Deciding to sneak into the concert, Brian agrees to dress as rapper Kanye West, and is forced to sing one of his songs by a security guard. Despondent, Brian then begins singing the theme song to the 1972 American sitcom Sanford and Son. The scene is not shown on TV; Stewie and Brian sneak into the concert in the televised version.

As the monkey begins bonding with the family, including having a conversation about actress and comedian Sarah Silverman, Chris realizes how much he actually likes the monkey. Deciding to help Chris on his homework, the monkey scraps a lame attempt by Chris to write an essay about the 1951 novel The Catcher in the Rye by American author J. D. Salinger, and instead writes an A+ essay titled, "The Slave Trade Allegory of Curious George". The two then begin their own personal bonding, and eventually decide to go fishing, leading Chris to catch the comic book superhero Aquaman, before beating him to death and eating him.

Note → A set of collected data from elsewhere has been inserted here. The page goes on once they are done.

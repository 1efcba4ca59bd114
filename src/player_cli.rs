#![cfg(feature = "std")]

use std::io::{self, BufRead, Write};
use std::path::PathBuf;
use std::string::String;

use crate::{
    common::Player,
    config::MAX_BOARD_SIZE,
    game::{GameState, Outcome},
};

/// One line of input from the terminal player.
#[derive(Debug, Clone, PartialEq, Eq)]
pub enum CliCommand {
    /// Place a stone, e.g. `H8`.
    Place(usize, usize),
    /// Ask the engine for a suggestion.
    Hint,
    /// Write the board as JSON to a file.
    Save(PathBuf),
    /// Start a new game.
    Restart,
    Quit,
}

/// Column letter plus 1-based row, e.g. `(7, 7)` -> `H8`. Columns past `Z`
/// have no letter and print as `(x, y)`.
pub fn coord_to_string(x: usize, y: usize) -> String {
    match u8::try_from(x) {
        Ok(col) if x < MAX_BOARD_SIZE => std::format!("{}{}", (b'A' + col) as char, y + 1),
        _ => std::format!("({}, {})", x, y),
    }
}

/// Parse `H8`-style coordinates for a board of side `size`.
pub fn parse_coord(input: &str, size: usize) -> Option<(usize, usize)> {
    let input = input.trim();
    if input.len() < 2 {
        return None;
    }
    let mut chars = input.chars();
    let col_ch = chars.next()?.to_ascii_uppercase();
    if !col_ch.is_ascii_uppercase() {
        return None;
    }
    let x = (col_ch as u8 - b'A') as usize;
    let row: usize = chars.as_str().parse().ok()?;
    if row == 0 || x >= size || row > size {
        return None;
    }
    Some((x, row - 1))
}

/// Parse a command line. Returns `None` for anything unrecognised.
pub fn parse_command(input: &str, size: usize) -> Option<CliCommand> {
    let mut parts = input.split_whitespace();
    let head = parts.next()?;
    match head.to_ascii_lowercase().as_str() {
        "hint" => Some(CliCommand::Hint),
        "restart" | "new" => Some(CliCommand::Restart),
        "quit" | "exit" | "q" => Some(CliCommand::Quit),
        "save" => parts.next().map(|p| CliCommand::Save(PathBuf::from(p))),
        _ => parse_coord(head, size).map(|(x, y)| CliCommand::Place(x, y)),
    }
}

/// Prompt until a valid command is entered. `Ok(None)` on end of input.
pub fn read_command<R: BufRead>(input: &mut R, size: usize) -> io::Result<Option<CliCommand>> {
    loop {
        std::print!("Your move (e.g. H8, hint, save <file>, restart, quit): ");
        io::stdout().flush()?;
        let mut line = String::new();
        if input.read_line(&mut line)? == 0 {
            return Ok(None);
        }
        if line.trim().is_empty() {
            continue;
        }
        match parse_command(&line, size) {
            Some(cmd) => return Ok(Some(cmd)),
            None => std::println!("Invalid input"),
        }
    }
}

fn stone_name(player: Player) -> &'static str {
    match player {
        Player::One => "X",
        Player::Two => "O",
    }
}

/// Print the board with the last move and the game status.
pub fn print_game(game: &GameState) {
    std::println!();
    std::print!("{}", game.board());
    if let Some(mv) = game.last_move() {
        std::println!(
            "Last move: {} {}",
            stone_name(mv.player),
            coord_to_string(mv.x, mv.y)
        );
    }
    match game.outcome() {
        Outcome::InProgress => {}
        Outcome::Won(p) => {
            let line = game
                .winning_line()
                .unwrap_or_default()
                .iter()
                .map(|&(x, y)| coord_to_string(x, y))
                .collect::<Vec<_>>()
                .join(" ");
            std::println!("{} ({}) wins: {}", p, stone_name(p), line);
        }
        Outcome::Drawn => std::println!("Board full: draw"),
    }
}
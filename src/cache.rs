//! Per-search position cache: Zobrist keys and a direct-mapped
//! transposition table.
//!
//! Keys come from a fixed seed so two searches over the same board visit and
//! cache positions identically.

use alloc::vec::Vec;
use core::fmt;

use rand::{rngs::SmallRng, Rng, SeedableRng};

use crate::{
    board::Board,
    common::{Cell, Player},
    config::MAX_CACHE_BITS,
};

const KEY_SEED: u64 = 0x9E37_79B9_7F4A_7C15;

/// Random key per (cell, player) plus one toggled when player two is to move.
#[derive(Debug, Clone)]
pub(crate) struct ZobristKeys {
    size: usize,
    cells: Vec<[u64; 2]>,
    two_to_move: u64,
}

#[inline]
fn player_index(player: Player) -> usize {
    match player {
        Player::One => 0,
        Player::Two => 1,
    }
}

impl ZobristKeys {
    pub(crate) fn new(size: usize) -> Self {
        let mut rng = SmallRng::seed_from_u64(KEY_SEED);
        let cells = (0..size * size)
            .map(|_| [rng.random(), rng.random()])
            .collect();
        Self {
            size,
            cells,
            two_to_move: rng.random(),
        }
    }

    pub(crate) fn size(&self) -> usize {
        self.size
    }

    /// Full hash of `board` with `to_move` to play.
    pub(crate) fn hash(&self, board: &Board, to_move: Player) -> u64 {
        let mut h = 0;
        for (y, row) in board.rows().enumerate() {
            for (x, cell) in row.iter().enumerate() {
                if let Cell::Stone(p) = *cell {
                    h ^= self.cells[y * self.size + x][player_index(p)];
                }
            }
        }
        if to_move == Player::Two {
            h ^= self.two_to_move;
        }
        h
    }

    /// Hash after `player` places at `(x, y)` and the turn passes.
    #[inline]
    pub(crate) fn after_place(&self, hash: u64, x: usize, y: usize, player: Player) -> u64 {
        hash ^ self.cells[y * self.size + x][player_index(player)] ^ self.two_to_move
    }
}

/// How a stored score relates to the true value of the position.
#[derive(Debug, Clone, Copy, PartialEq, Eq)]
pub(crate) enum Bound {
    Exact,
    /// Search failed high: true value is at least the score.
    Lower,
    /// Search failed low: true value is at most the score.
    Upper,
}

#[derive(Debug, Clone, Copy)]
struct Entry {
    key: u64,
    depth: u8,
    score: i32,
    bound: Bound,
}

/// Fixed-size table indexed by the low bits of the key. A newer entry
/// replaces an older one unless the older was searched deeper.
#[derive(Clone)]
pub(crate) struct TranspositionTable {
    slots: Vec<Option<Entry>>,
    mask: usize,
    filled: u64,
}

impl TranspositionTable {
    pub(crate) fn new(bits: u8) -> Self {
        let len = 1usize << bits.min(MAX_CACHE_BITS);
        Self {
            slots: alloc::vec![None; len],
            mask: len - 1,
            filled: 0,
        }
    }

    /// Occupied slots.
    pub(crate) fn len(&self) -> u64 {
        self.filled
    }

    /// A cached score usable inside the `(alpha, beta)` window, if any.
    pub(crate) fn probe(&self, key: u64, depth: u8, alpha: i32, beta: i32) -> Option<i32> {
        let entry = self.slots[key as usize & self.mask]?;
        if entry.key != key || entry.depth < depth {
            return None;
        }
        match entry.bound {
            Bound::Exact => Some(entry.score),
            Bound::Lower if entry.score >= beta => Some(entry.score),
            Bound::Upper if entry.score <= alpha => Some(entry.score),
            _ => None,
        }
    }

    pub(crate) fn store(&mut self, key: u64, depth: u8, score: i32, bound: Bound) {
        let idx = key as usize & self.mask;
        match self.slots[idx] {
            Some(old) if old.key != key && old.depth > depth => return,
            Some(_) => {}
            None => self.filled += 1,
        }
        self.slots[idx] = Some(Entry {
            key,
            depth,
            score,
            bound,
        });
    }
}

impl fmt::Debug for TranspositionTable {
    fn fmt(&self, f: &mut fmt::Formatter<'_>) -> fmt::Result {
        f.debug_struct("TranspositionTable")
            .field("slots", &self.slots.len())
            .field("filled", &self.filled)
            .finish()
    }
}

#[cfg(test)]
mod tests {
    use super::*;

    #[test]
    fn hash_is_path_independent() {
        let keys = ZobristKeys::new(9);
        let mut a = Board::new(9).unwrap();
        a.place(4, 4, Player::One).unwrap();
        a.place(5, 5, Player::Two).unwrap();
        let mut b = Board::new(9).unwrap();
        b.place(5, 5, Player::Two).unwrap();
        b.place(4, 4, Player::One).unwrap();
        assert_eq!(keys.hash(&a, Player::One), keys.hash(&b, Player::One));
        assert_ne!(keys.hash(&a, Player::One), keys.hash(&a, Player::Two));
    }

    #[test]
    fn incremental_hash_matches_full_hash() {
        let keys = ZobristKeys::new(9);
        let mut board = Board::new(9).unwrap();
        board.place(1, 2, Player::Two).unwrap();
        let before = keys.hash(&board, Player::One);
        board.place(3, 3, Player::One).unwrap();
        assert_eq!(
            keys.after_place(before, 3, 3, Player::One),
            keys.hash(&board, Player::Two)
        );
    }

    #[test]
    fn keys_are_reproducible() {
        let board = {
            let mut b = Board::new(15).unwrap();
            b.place(7, 7, Player::One).unwrap();
            b
        };
        assert_eq!(
            ZobristKeys::new(15).hash(&board, Player::Two),
            ZobristKeys::new(15).hash(&board, Player::Two)
        );
    }

    #[test]
    fn probe_respects_bounds_and_depth() {
        let mut table = TranspositionTable::new(4);
        table.store(42, 2, 50, Bound::Lower);
        assert_eq!(table.probe(42, 2, 0, 40), Some(50));
        assert_eq!(table.probe(42, 2, 0, 60), None);
        assert_eq!(table.probe(42, 3, 0, 40), None);
        assert_eq!(table.probe(43, 2, 0, 40), None);

        table.store(7, 1, -5, Bound::Upper);
        assert_eq!(table.probe(7, 1, 0, 10), Some(-5));
        assert_eq!(table.probe(7, 1, -10, 10), None);
        assert_eq!(table.len(), 2);
    }

    #[test]
    fn deeper_entry_survives_collision() {
        let mut table = TranspositionTable::new(1);
        table.store(2, 3, 10, Bound::Exact);
        table.store(4, 1, 20, Bound::Exact);
        assert_eq!(table.probe(2, 3, -100, 100), Some(10));
        assert_eq!(table.probe(4, 1, -100, 100), None);
        table.store(2, 1, 30, Bound::Exact);
        assert_eq!(table.probe(2, 1, -100, 100), Some(30));
        assert_eq!(table.len(), 1);
    }
}
#![cfg(feature = "std")]

use log::{LevelFilter, Metadata, Record};

/// Environment variable holding the log level (`error` .. `trace`, or `off`).
pub const LOG_ENV: &str = "GOMOKU_LOG";

struct StderrLogger;

impl log::Log for StderrLogger {
    fn enabled(&self, metadata: &Metadata) -> bool {
        metadata.level() <= log::max_level()
    }

    // stdout carries boards and JSON summaries
    fn log(&self, record: &Record) {
        if self.enabled(record.metadata()) {
            eprintln!("{} [{}] {}", record.level(), record.target(), record.args());
        }
    }

    fn flush(&self) {}
}

static LOGGER: StderrLogger = StderrLogger;

/// Parse a level name, falling back to `info` for missing or unknown values.
fn parse_level(value: Option<&str>) -> LevelFilter {
    value
        .and_then(|v| v.trim().parse().ok())
        .unwrap_or(LevelFilter::Info)
}

/// Install the stderr logger with the level from `GOMOKU_LOG`.
/// Calling it more than once keeps the first logger.
pub fn init_logging() {
    let level = parse_level(std::env::var(LOG_ENV).ok().as_deref());
    if log::set_logger(&LOGGER).is_ok() {
        log::set_max_level(level);
    }
}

In the conclusion of the episode, Miley Cyrus begins destroying downtown Quahog, causing the monkey to attempt to stop and reason with her. Not realizing that Stewie had unsuccessfully reprogrammed her, the monkey is then kidnapped, and taken to the top of a nearby skyscraper, in a parody of the 1933 film King Kong. Cyrus is then shot down by Quagmire and Peter while piloting a biplane, before the two rescue the monkey from certain death. After being shot during several passes, Miley's robotic skeleton is partially revealed, making her resemble a T-800 from "Terminator".

==Reception==
In a slight improvement over the previous episode, the episode was viewed in 7.73 million homes in its original airing, according to Nielsen ratings, despite airing simultaneously with Sunday Night Football on NBC, The Amazing Race on CBS and Desperate Housewives on ABC. The episode also acquired a 4.0 rating in the 18–49 demographic, beating Seth & Alex's Almost-Live Comedy Show, The Cleveland Show and the Family Guy episode "Brian's Got a Brand New Bag", in addition to significantly edging out all three in total viewership.

Reviews of the episode from television critics were mostly mixed, who found it to be "a thorough examination of both Miley Cyrus and the evil monkey in Chris' closet", but, "things got ridiculous". Television critic Ahsan Haque of IGN gave the episode an 8.5 out of ten, and called it a "much better episode than "Brian's Got a Brand New Bag", with some clever sight gags, an annoyingly catchy musical number, and the revelation of the Evil Monkey's true reasons for hiding in Chris' closet". In a simultaneous review of all four MacFarlane programs, Emily VanDerWerff of The A.V. Club gave the episode a C− stating, "Turning Miley Cyrus into a Small Wonder parody was fitfully amusing, but the rest of the Hannah Montana material was ridiculously non-specific, filled with the kinds of jokes everyone made about Cyrus a few years ago." VanDerWerff praised the action sequence at the end of the episode, however, calling it "high quality stuff for the show". Jason Hughes of TV Squad stated of the Evil Monkey's role in the episode, "I don't think I ever wanted this character fully explored or seen by anyone else in the house ... The character lost some of its mystique and charm."